I had coffee with Lila the other day. Leaves whispered down in red and gold and because it was just past breakfast, a white moon stood high in the sky. There was a sharpness to the air, a hint of winter heading our way.
“Did I ever tell you about my mother?” Lila asked. “My mother canned anything. Beans, jam, tomato sauce, creamed corn. Once she tried pickled eggs, though I wouldn’t recommend them. About this time very year she’d take a visitor to the basement, to the cold storage, and show off her work: a whole wall, floor to ceiling, of jars lined up on gray pine boards, a whole wall, farther from side to side than a full-grown man could stretch his arms. Don’t that beat all?”
I admitted that it did.
“I guess people are coming around to canning again. It’s about time, is all I have to say. I remember my mother standing over a steaming pot of water, lifting in the jars and then lifting them out again. She used a bent hanger for that. She’d never think of buying something you could just fashion for yourself. And then she’d lean against the counter listening for the ping of the lids when the pressure would let off. I think she took a great deal of pleasure from that sound.
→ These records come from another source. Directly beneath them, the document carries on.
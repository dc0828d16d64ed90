//! Persisted high score.
//!
//! A single JSON record on disk, read once at startup and written once at
//! shutdown. A missing or unreadable store reads as zero and writes are
//! best-effort; neither direction can fail the game.

use std::fs;
use std::path::{Path, PathBuf};

use serde::{Deserialize, Serialize};

#[derive(Debug, Serialize, Deserialize, Default)]
struct HighScoreRecord {
    high_score: u32,
}

#[derive(Debug, Clone)]
pub struct HighScoreStore {
    path: PathBuf,
}

impl HighScoreStore {
    pub const DEFAULT_PATH: &'static str = "highscore.json";

    pub fn new(path: impl Into<PathBuf>) -> Self {
        Self { path: path.into() }
    }

    pub fn path(&self) -> &Path {
        &self.path
    }

    /// Read the stored score, treating every failure as "no record yet".
    pub fn load(&self) -> u32 {
        match fs::read_to_string(&self.path) {
            Ok(json) => match serde_json::from_str::<HighScoreRecord>(&json) {
                Ok(record) => {
                    log::info!(
                        "Loaded high score {} from {}",
                        record.high_score,
                        self.path.display()
                    );
                    record.high_score
                }
                Err(err) => {
                    log::warn!(
                        "High score store {} is unreadable ({}), starting from 0",
                        self.path.display(),
                        err
                    );
                    0
                }
            },
            Err(_) => {
                log::info!(
                    "No high score store at {}, starting fresh",
                    self.path.display()
                );
                0
            }
        }
    }

    /// Write the score back. Failures are logged and swallowed.
    pub fn save(&self, high_score: u32) {
        let record = HighScoreRecord { high_score };
        match serde_json::to_string(&record) {
            Ok(json) => {
                if let Err(err) = fs::write(&self.path, json) {
                    log::warn!(
                        "Failed to save high score to {}: {}",
                        self.path.display(),
                        err
                    );
                } else {
                    log::info!("High score {} saved", high_score);
                }
            }
            Err(err) => log::warn!("Failed to encode high score: {}", err),
        }
    }
}

impl Default for HighScoreStore {
    fn default() -> Self {
        Self::new(Self::DEFAULT_PATH)
    }
}

#[cfg(test)]
mod tests {
    use super::*;

    fn temp_store(name: &str) -> HighScoreStore {
        let mut path = std::env::temp_dir();
        path.push(format!("pixel_invaders_test_{name}_{}", std::process::id()));
        HighScoreStore::new(path)
    }

    #[test]
    fn test_missing_store_reads_as_zero() {
        let store = temp_store("missing");
        let _ = fs::remove_file(store.path());
        assert_eq!(store.load(), 0);
    }

    #[test]
    fn test_round_trip() {
        let store = temp_store("round_trip");
        store.save(12_345);
        assert_eq!(store.load(), 12_345);
        let _ = fs::remove_file(store.path());
    }

    #[test]
    fn test_corrupt_store_reads_as_zero() {
        let store = temp_store("corrupt");
        fs::write(store.path(), b"not json at all").unwrap();
        assert_eq!(store.load(), 0);
        let _ = fs::remove_file(store.path());
    }
}
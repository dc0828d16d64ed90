//! Per-tick simulation step.
//!
//! One call advances the whole game by 1/60 s: projectiles, the pending
//! speed-up, death counters, the formation advance and return fire, the
//! animation clocks, player movement, progression, and the player's own
//! fire input - in that order. The ordering is load-bearing; several rules
//! (the bullet short-circuit, the wave-clear speed-up) only hold in this
//! sequence.

use crate::audio::{AudioService, MARCH_VOICES, Sound};
use crate::consts::*;
use crate::sprites;

use super::collision::sprites_overlap;
use super::state::{AlienKind, GameState};

/// Input intents for a single tick. The one-shot edges are consumed by the
/// tick they are handed to; the move axis is level-triggered.
#[derive(Debug, Clone, Copy, Default)]
pub struct TickInput {
    /// Lateral intent: presses increment/decrement, releases undo them
    pub move_axis: i32,
    pub fire: bool,
    pub reset: bool,
    pub force_game_over: bool,
}

/// Advance the game by one fixed timestep. Adapters are called synchronously
/// and must not retain anything across the call.
pub fn tick(state: &mut GameState, input: &TickInput, audio: &mut dyn AudioService) {
    if input.reset {
        state.reset_pending = true;
    }
    if input.force_game_over {
        state.player.lives = 0;
    }

    // Game over freezes the simulation. A pending reset plants the one-life
    // sentinel so the next tick runs far enough to reach the reset path.
    if state.player.lives == 0 {
        if state.reset_pending {
            state.player.lives = 1;
        }
        return;
    }

    let mut fire = input.fire;

    simulate_bullets(state, audio);

    if state.pending_speedup {
        state.pending_speedup = false;
        state.swarm.cadence /= 2;
        for anim in &mut state.alien_anims {
            anim.retime(state.swarm.cadence);
        }
    }

    // Death counters run down while the burst sprite is on screen
    for (alien, counter) in state.aliens.iter().zip(state.death_counters.iter_mut()) {
        if alien.kind == AlienKind::Dead && *counter > 0 {
            *counter -= 1;
        }
    }

    if state.swarm.timer >= state.swarm.cadence {
        advance_swarm(state, audio);
    }

    for anim in &mut state.alien_anims {
        anim.advance();
    }
    state.bullet_anim.advance();

    state.swarm.timer += 1;

    move_player(state, input.move_axis);

    if state.aliens_killed < state.aliens.len() && !state.reset_pending {
        if state.score > state.high_score {
            state.high_score = state.score;
        }
        track_bounds(state);
    } else {
        if state.reset_pending {
            state.reset_pending = false;
            state.player.lives = START_LIVES;
            state.score = 0;
            fire = false;
            state.level = 0;
        }
        state.next_wave();
    }

    if fire
        && state.bullets.try_spawn(
            state.player.x + sprites::PLAYER.width / 2,
            state.player.y + sprites::PLAYER.height,
            PLAYER_BULLET_SPEED,
        )
    {
        audio.play(Sound::PlayerShoot);
    }
}

/// One pass over the live bullets. Indexing is manual because removals swap
/// the last slot in: a swapped-in bullet is not simulated until the next
/// tick, and a hit on the player aborts the rest of the pass outright.
fn simulate_bullets(state: &mut GameState, audio: &mut dyn AudioService) {
    let mut bi = 0;
    while bi < state.bullets.len() {
        let bullet = {
            let b = state.bullets.get_mut(bi);
            b.y += b.dir;
            *b
        };
        if bullet.y >= state.height || bullet.y < sprites::PLAYER_BULLET.height {
            state.bullets.remove(bi);
            bi += 1;
            continue;
        }

        if bullet.dir < 0 {
            // Alien shot vs the player
            let hit = sprites_overlap(
                &sprites::ALIEN_BULLET_FRAMES[0],
                bullet.x,
                bullet.y,
                &sprites::PLAYER,
                state.player.x,
                state.player.y,
            );
            if hit {
                audio.play(Sound::Explosion);
                state.player.lives -= 1;
                state.bullets.remove(bi);
                // The remaining bullets skip this tick; see DESIGN.md
                // before touching.
                return;
            }
        } else {
            // Player shot vs every other bullet first. The check uses the
            // alien-shot rect regardless of the other's ownership, so close
            // player shots can annihilate each other too.
            let mut annihilated = false;
            for bj in 0..state.bullets.len() {
                if bj == bi {
                    continue;
                }
                let other = state.bullets.get(bj);
                if sprites_overlap(
                    &sprites::PLAYER_BULLET,
                    bullet.x,
                    bullet.y,
                    &sprites::ALIEN_BULLET_FRAMES[0],
                    other.x,
                    other.y,
                ) {
                    state.bullets.remove_pair(bi, bj);
                    annihilated = true;
                    break;
                }
            }
            if annihilated {
                bi += 1;
                continue;
            }

            // Then vs the swarm
            for ai in 0..state.aliens.len() {
                let kind = state.aliens[ai].kind;
                if kind == AlienKind::Dead {
                    continue;
                }
                let alien = state.aliens[ai];
                let alien_sprite = state.alien_anims[kind.anim_index()].current();
                if sprites_overlap(
                    &sprites::PLAYER_BULLET,
                    bullet.x,
                    bullet.y,
                    alien_sprite,
                    alien.x,
                    alien.y,
                ) {
                    state.score += kind.points();
                    state.aliens[ai].kill();
                    state.bullets.remove(bi);
                    state.aliens_killed += 1;
                    audio.play(Sound::AlienKilled);
                    if state.aliens_killed % SPEEDUP_KILL_INTERVAL == 0 {
                        state.pending_speedup = true;
                    }
                    break;
                }
            }
        }
        bi += 1;
    }
}

/// Shift the whole formation one step, bouncing off the tracked bounds,
/// then let one random survivor return fire. The left bounce also drops the
/// formation a row; the right bounce does not - the asymmetry is the game.
fn advance_swarm(state: &mut GameState, audio: &mut dyn AudioService) {
    audio.play(MARCH_VOICES[state.swarm.move_voice]);
    state.swarm.move_voice = (state.swarm.move_voice + 1) % MARCH_VOICES.len();
    state.swarm.timer = 0;

    if state.swarm.offset + state.swarm.dir < 0 {
        state.swarm.dir = -state.swarm.dir;
        for alien in &mut state.aliens {
            alien.y -= DESCENT_STEP;
        }
    } else if state.swarm.offset > state.swarm.max_offset - state.swarm.dir {
        state.swarm.dir = -state.swarm.dir;
    }
    state.swarm.offset += state.swarm.dir;
    for alien in &mut state.aliens {
        alien.x += state.swarm.dir;
    }

    if state.aliens_killed < state.aliens.len() {
        let shooter = state.pick_live_alien();
        let alien = state.aliens[shooter];
        let sprite = alien.kind.base_sprite();
        state.bullets.try_spawn(
            alien.x + sprite.width / 2,
            alien.y - sprites::ALIEN_BULLET_FRAMES[0].height,
            ALIEN_BULLET_SPEED,
        );
    }
}

fn move_player(state: &mut GameState, move_axis: i32) {
    let step = 2 * move_axis;
    if step == 0 {
        return;
    }
    if state.player.x + sprites::PLAYER.width + step >= state.width {
        state.player.x = state.width - sprites::PLAYER.width;
    } else if state.player.x + step <= 0 {
        state.player.x = 0;
    } else {
        state.player.x += step;
    }
}

/// Shrink-track the living formation's extent. Column-major slot order
/// means the first living slot sits in the leftmost living column and the
/// last in the rightmost; the scans have no bounds guard because the caller
/// guarantees a survivor.
fn track_bounds(state: &mut GameState) {
    let mut ai = 0;
    while state.aliens[ai].kind == AlienKind::Dead {
        ai += 1;
    }
    let min_pos = state.aliens[ai].x - state.aliens[ai].kind.death_recenter();
    if min_pos > state.swarm.offset {
        state.swarm.offset = min_pos;
    }

    let mut ai = state.aliens.len() - 1;
    while state.aliens[ai].kind == AlienKind::Dead {
        ai -= 1;
    }
    let max_pos = state.width - state.aliens[ai].x - sprites::ALIEN_DEATH.width + min_pos;
    if max_pos > state.swarm.max_offset {
        state.swarm.max_offset = max_pos;
    }

    assert!(
        state.swarm.max_offset <= state.width,
        "swarm bound {} exceeds playfield width {}",
        state.swarm.max_offset,
        state.width
    );
}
“All summer long she’d gather information about food. If someone said they’d seen wild grapes somewhere, say out on a county road or along a golf course, she’d make a mental note. And then a day or two later she’d gather up whoever was around and off we’d go with buckets to collect the fruit. Wild grapes, elderberries, crabapples. And on the way, if we passed a farm stand where they were selling green beans or corn, she’d buy up a load. I think she must have been up many a late night putting away fruits and vegetables.
“She always grew tomatoes, those Italian kind, that make such juicy, thick sauce. And cucumbers of course, so she could put up pickles and relish. One year she planted a few watermelon. Ooh, they were sweet. And she turned the rind into pickles. Nothing went to waste in my mother’s house. The following February we all joked about the watermelons and how we went two weeks eating watermelon breakfast, lunch, and dinner the summer before. And there we were in February, eating watermelons for lunch and dinner all over again.
“They say you are what you eat. I don’t know what they mean by that, but what I think of is my mother’s cooking. I ate Franklin County: beans, grapes, corn, tomatoes, apples. That makes me Franklin County, doesn’t it?
“Let me tell you: Franklin County is good.
“I’m not saying I’m good, nothing like that. But maybe I’m delicious!”